- [WHAT YOU WILL DO] Across the records below, how many lines include the word "frames"? State only the number.

[Collected data entries]
*** Begin section ***
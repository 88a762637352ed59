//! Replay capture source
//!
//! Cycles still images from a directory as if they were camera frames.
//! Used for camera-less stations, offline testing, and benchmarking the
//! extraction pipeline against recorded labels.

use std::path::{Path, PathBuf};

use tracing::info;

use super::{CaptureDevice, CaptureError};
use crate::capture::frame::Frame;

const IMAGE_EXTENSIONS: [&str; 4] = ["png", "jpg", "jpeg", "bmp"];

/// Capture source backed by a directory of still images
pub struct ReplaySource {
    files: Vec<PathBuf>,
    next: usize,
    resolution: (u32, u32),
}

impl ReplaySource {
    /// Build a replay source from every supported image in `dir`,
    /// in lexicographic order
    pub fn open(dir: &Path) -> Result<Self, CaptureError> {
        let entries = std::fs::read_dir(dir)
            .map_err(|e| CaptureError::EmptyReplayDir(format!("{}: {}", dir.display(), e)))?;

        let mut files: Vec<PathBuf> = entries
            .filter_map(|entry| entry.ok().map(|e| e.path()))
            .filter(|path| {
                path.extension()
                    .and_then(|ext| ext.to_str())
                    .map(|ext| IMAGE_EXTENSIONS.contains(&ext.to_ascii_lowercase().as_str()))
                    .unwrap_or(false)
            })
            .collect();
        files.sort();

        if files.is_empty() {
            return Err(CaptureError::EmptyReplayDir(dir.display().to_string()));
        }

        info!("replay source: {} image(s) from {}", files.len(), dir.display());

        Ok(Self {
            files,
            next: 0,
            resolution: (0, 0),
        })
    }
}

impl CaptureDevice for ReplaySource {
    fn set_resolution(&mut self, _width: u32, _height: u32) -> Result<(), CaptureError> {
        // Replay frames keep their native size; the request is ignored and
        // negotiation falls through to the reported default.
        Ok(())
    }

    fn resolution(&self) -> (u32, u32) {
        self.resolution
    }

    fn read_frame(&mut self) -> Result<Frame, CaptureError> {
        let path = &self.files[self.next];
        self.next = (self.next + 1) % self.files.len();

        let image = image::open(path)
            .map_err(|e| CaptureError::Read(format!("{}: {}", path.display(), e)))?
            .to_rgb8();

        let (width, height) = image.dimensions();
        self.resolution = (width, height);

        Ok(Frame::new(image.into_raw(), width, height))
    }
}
*** End section ***
*** Begin section ***
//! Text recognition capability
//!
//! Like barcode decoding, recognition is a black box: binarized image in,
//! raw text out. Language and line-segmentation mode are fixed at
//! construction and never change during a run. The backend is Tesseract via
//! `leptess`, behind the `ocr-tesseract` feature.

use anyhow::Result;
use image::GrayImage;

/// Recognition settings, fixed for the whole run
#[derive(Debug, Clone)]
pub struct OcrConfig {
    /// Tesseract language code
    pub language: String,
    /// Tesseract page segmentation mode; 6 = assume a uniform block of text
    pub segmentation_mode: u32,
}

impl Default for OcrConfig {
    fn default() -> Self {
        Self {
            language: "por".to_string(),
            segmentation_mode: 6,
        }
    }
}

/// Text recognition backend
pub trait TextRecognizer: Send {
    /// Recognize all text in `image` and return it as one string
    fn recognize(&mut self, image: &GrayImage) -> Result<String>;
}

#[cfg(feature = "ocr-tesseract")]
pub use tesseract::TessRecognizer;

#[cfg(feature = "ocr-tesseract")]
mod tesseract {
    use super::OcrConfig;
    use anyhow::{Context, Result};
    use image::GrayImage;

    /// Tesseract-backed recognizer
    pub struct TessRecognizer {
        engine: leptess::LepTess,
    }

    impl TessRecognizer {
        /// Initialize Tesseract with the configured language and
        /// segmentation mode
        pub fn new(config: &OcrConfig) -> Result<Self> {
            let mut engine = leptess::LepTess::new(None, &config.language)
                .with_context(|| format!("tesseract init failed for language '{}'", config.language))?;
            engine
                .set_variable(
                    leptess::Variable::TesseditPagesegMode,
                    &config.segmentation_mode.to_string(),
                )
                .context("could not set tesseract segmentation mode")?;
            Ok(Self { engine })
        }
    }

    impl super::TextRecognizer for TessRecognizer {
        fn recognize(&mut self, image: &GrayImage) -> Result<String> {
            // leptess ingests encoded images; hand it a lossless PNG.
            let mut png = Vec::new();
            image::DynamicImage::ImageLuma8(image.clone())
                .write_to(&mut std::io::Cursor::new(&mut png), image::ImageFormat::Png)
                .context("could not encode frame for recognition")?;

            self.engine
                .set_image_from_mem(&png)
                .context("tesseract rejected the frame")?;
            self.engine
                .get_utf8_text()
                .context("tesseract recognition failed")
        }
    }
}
*** End section ***
- [THE COMPLETED TASK] 2